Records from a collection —
»»
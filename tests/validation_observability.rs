use std::io::{self, Read};
use std::sync::{Arc, Mutex};

use client_batch_validator::ingestion::{
    CompositeObserver, FileObserver, GateOptions, IngestionGate, TracingObserver, UploadFormat, ValidationContext,
    ValidationObserver, ValidationSeverity, ValidationStats,
};
use client_batch_validator::{logging, Rejection};

const VALID_TXT: &str = "Cedula|Nombres|Apellidos|Telefono|Edad\n123456|Ana|Lopez|5551234|30\n654321|Luis|Mora|5559876|41";

#[derive(Default)]
struct RecordingObserver {
    accepted: Mutex<Vec<(Option<UploadFormat>, ValidationStats)>>,
    rejected: Mutex<Vec<ValidationSeverity>>,
    alerts: Mutex<Vec<ValidationSeverity>>,
}

impl ValidationObserver for RecordingObserver {
    fn on_accepted(&self, ctx: &ValidationContext, stats: ValidationStats) {
        self.accepted.lock().unwrap().push((ctx.format, stats));
    }

    fn on_rejected(&self, _ctx: &ValidationContext, severity: ValidationSeverity, _rejection: &Rejection) {
        self.rejected.lock().unwrap().push(severity);
    }

    fn on_alert(&self, _ctx: &ValidationContext, severity: ValidationSeverity, _rejection: &Rejection) {
        self.alerts.lock().unwrap().push(severity);
    }
}

struct FailingReader;

impl Read for FailingReader {
    fn read(&mut self, _buf: &mut [u8]) -> io::Result<usize> {
        Err(io::Error::other("disk unplugged"))
    }
}

fn gate_with(obs: Arc<dyn ValidationObserver>, alert_at_or_above: ValidationSeverity) -> IngestionGate {
    IngestionGate::new(GateOptions {
        observer: Some(obs),
        alert_at_or_above,
        ..Default::default()
    })
}

#[test]
fn observer_receives_accepted_upload_stats() {
    let obs = Arc::new(RecordingObserver::default());
    let gate = gate_with(obs.clone(), ValidationSeverity::Critical);

    let outcome = gate.admit("clientes.txt", "text/plain", VALID_TXT.len() as u64, Some(VALID_TXT.as_bytes()));
    assert!(outcome.valid);

    let accepted = obs.accepted.lock().unwrap().clone();
    assert_eq!(accepted.len(), 1);
    assert_eq!(accepted[0].0, Some(UploadFormat::Text));
    assert_eq!(
        accepted[0].1,
        ValidationStats {
            data_rows: 2,
            bytes: VALID_TXT.len(),
        }
    );
    assert!(obs.rejected.lock().unwrap().is_empty());
}

#[test]
fn admission_rejection_is_a_warning_without_alert() {
    let obs = Arc::new(RecordingObserver::default());
    let gate = gate_with(obs.clone(), ValidationSeverity::Critical);

    let _ = gate.admit("clientes.pdf", "application/pdf", 3, Some(&b"abc"[..]));

    assert_eq!(*obs.rejected.lock().unwrap(), vec![ValidationSeverity::Warning]);
    assert!(obs.alerts.lock().unwrap().is_empty());
}

#[test]
fn row_rejection_alerts_when_threshold_is_error() {
    let obs = Arc::new(RecordingObserver::default());
    let gate = gate_with(obs.clone(), ValidationSeverity::Error);

    let payload = "Cedula|Nombres|Apellidos|Telefono|Edad\n123456|Ana|Lopez|abc#|30";
    let _ = gate.admit("clientes.txt", "text/plain", payload.len() as u64, Some(payload.as_bytes()));

    assert_eq!(*obs.rejected.lock().unwrap(), vec![ValidationSeverity::Error]);
    assert_eq!(*obs.alerts.lock().unwrap(), vec![ValidationSeverity::Error]);
}

#[test]
fn read_failure_is_critical_and_alerts() {
    let obs = Arc::new(RecordingObserver::default());
    let gate = gate_with(obs.clone(), ValidationSeverity::Critical);

    let _ = gate.admit("clientes.txt", "text/plain", 10, Some(FailingReader));

    assert_eq!(*obs.rejected.lock().unwrap(), vec![ValidationSeverity::Critical]);
    assert_eq!(*obs.alerts.lock().unwrap(), vec![ValidationSeverity::Critical]);
}

#[test]
fn composite_fans_out_and_file_observer_appends() {
    logging::init_test();

    let dir = tempfile::tempdir().unwrap();
    let log_path = dir.path().join("uploads.log");
    let recording = Arc::new(RecordingObserver::default());
    let composite = CompositeObserver::new(vec![
        recording.clone(),
        Arc::new(FileObserver::new(&log_path)),
        Arc::new(TracingObserver),
    ]);
    let gate = gate_with(Arc::new(composite), ValidationSeverity::Critical);

    let _ = gate.admit("clientes.txt", "text/plain", VALID_TXT.len() as u64, Some(VALID_TXT.as_bytes()));
    let _ = gate.admit("clientes.txt", "text/plain", 0, Some(&b""[..]));

    assert_eq!(recording.accepted.lock().unwrap().len(), 1);
    assert_eq!(recording.rejected.lock().unwrap().len(), 1);

    let log = std::fs::read_to_string(&log_path).unwrap();
    let lines: Vec<&str> = log.lines().collect();
    assert_eq!(lines.len(), 2);
    assert!(lines[0].contains(" ok format=Some(Text) file=clientes.txt rows=2"));
    assert!(lines[1].contains(" rejected severity=Warning"));
    assert!(lines[1].contains("reason=no file received"));
}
««
Whatever the entries above contain, reproduce all of them exactly.

Output of the task —
filename tests/validation_observability.rs
use std::io::{self, Read};
use std::sync::{Arc, Mutex};

use client_batch_validator::ingestion::{
    CompositeObserver, FileObserver, GateOptions, IngestionGate, TracingObserver, UploadFormat, ValidationContext,
    ValidationObserver, ValidationSeverity, ValidationStats,
};
use client_batch_validator::{logging, Rejection};

const VALID_TXT: &str = "Cedula|Nombres|Apellidos|Telefono|Edad\n123456|Ana|Lopez|5551234|30\n654321|Luis|Mora|5559876|41";

#[derive(Default)]
struct RecordingObserver {
    accepted: Mutex<Vec<(Option<UploadFormat>, ValidationStats)>>,
    rejected: Mutex<Vec<ValidationSeverity>>,
    alerts: Mutex<Vec<ValidationSeverity>>,
}

impl ValidationObserver for RecordingObserver {
    fn on_accepted(&self, ctx: &ValidationContext, stats: ValidationStats) {
        self.accepted.lock().unwrap().push((ctx.format, stats));
    }

    fn on_rejected(&self, _ctx: &ValidationContext, severity: ValidationSeverity, _rejection: &Rejection) {
        self.rejected.lock().unwrap().push(severity);
    }

    fn on_alert(&self, _ctx: &ValidationContext, severity: ValidationSeverity, _rejection: &Rejection) {
        self.alerts.lock().unwrap().push(severity);
    }
}

struct FailingReader;

impl Read for FailingReader {
    fn read(&mut self, _buf: &mut [u8]) -> io::Result<usize> {
        Err(io::Error::other("disk unplugged"))
    }
}

fn gate_with(obs: Arc<dyn ValidationObserver>, alert_at_or_above: ValidationSeverity) -> IngestionGate {
    IngestionGate::new(GateOptions {
        observer: Some(obs),
        alert_at_or_above,
        ..Default::default()
    })
}

#[test]
fn observer_receives_accepted_upload_stats() {
    let obs = Arc::new(RecordingObserver::default());
    let gate = gate_with(obs.clone(), ValidationSeverity::Critical);

    let outcome = gate.admit("clientes.txt", "text/plain", VALID_TXT.len() as u64, Some(VALID_TXT.as_bytes()));
    assert!(outcome.valid);

    let accepted = obs.accepted.lock().unwrap().clone();
    assert_eq!(accepted.len(), 1);
    assert_eq!(accepted[0].0, Some(UploadFormat::Text));
    assert_eq!(
        accepted[0].1,
        ValidationStats {
            data_rows: 2,
            bytes: VALID_TXT.len(),
        }
    );
    assert!(obs.rejected.lock().unwrap().is_empty());
}

#[test]
fn admission_rejection_is_a_warning_without_alert() {
    let obs = Arc::new(RecordingObserver::default());
    let gate = gate_with(obs.clone(), ValidationSeverity::Critical);

    let _ = gate.admit("clientes.pdf", "application/pdf", 3, Some(&b"abc"[..]));

    assert_eq!(*obs.rejected.lock().unwrap(), vec![ValidationSeverity::Warning]);
    assert!(obs.alerts.lock().unwrap().is_empty());
}

#[test]
fn row_rejection_alerts_when_threshold_is_error() {
    let obs = Arc::new(RecordingObserver::default());
    let gate = gate_with(obs.clone(), ValidationSeverity::Error);

    let payload = "Cedula|Nombres|Apellidos|Telefono|Edad\n123456|Ana|Lopez|abc#|30";
    let _ = gate.admit("clientes.txt", "text/plain", payload.len() as u64, Some(payload.as_bytes()));

    assert_eq!(*obs.rejected.lock().unwrap(), vec![ValidationSeverity::Error]);
    assert_eq!(*obs.alerts.lock().unwrap(), vec![ValidationSeverity::Error]);
}

#[test]
fn read_failure_is_critical_and_alerts() {
    let obs = Arc::new(RecordingObserver::default());
    let gate = gate_with(obs.clone(), ValidationSeverity::Critical);

    let _ = gate.admit("clientes.txt", "text/plain", 10, Some(FailingReader));

    assert_eq!(*obs.rejected.lock().unwrap(), vec![ValidationSeverity::Critical]);
    assert_eq!(*obs.alerts.lock().unwrap(), vec![ValidationSeverity::Critical]);
}

#[test]
fn composite_fans_out_and_file_observer_appends() {
    logging::init_test();

    let dir = tempfile::tempdir().unwrap();
    let log_path = dir.path().join("uploads.log");
    let recording = Arc::new(RecordingObserver::default());
    let composite = CompositeObserver::new(vec![
        recording.clone(),
        Arc::new(FileObserver::new(&log_path)),
        Arc::new(TracingObserver),
    ]);
    let gate = gate_with(Arc::new(composite), ValidationSeverity::Critical);

    let _ = gate.admit("clientes.txt", "text/plain", VALID_TXT.len() as u64, Some(VALID_TXT.as_bytes()));
    let _ = gate.admit("clientes.txt", "text/plain", 0, Some(&b""[..]));

    assert_eq!(recording.accepted.lock().unwrap().len(), 1);
    assert_eq!(recording.rejected.lock().unwrap().len(), 1);

    let log = std::fs::read_to_string(&log_path).unwrap();
    let lines: Vec<&str> = log.lines().collect();
    assert_eq!(lines.len(), 2);
    assert!(lines[0].contains(" ok format=Some(Text) file=clientes.txt rows=2"));
    assert!(lines[1].contains(" rejected severity=Warning"));
    assert!(lines[1].contains("reason=no file received"));
}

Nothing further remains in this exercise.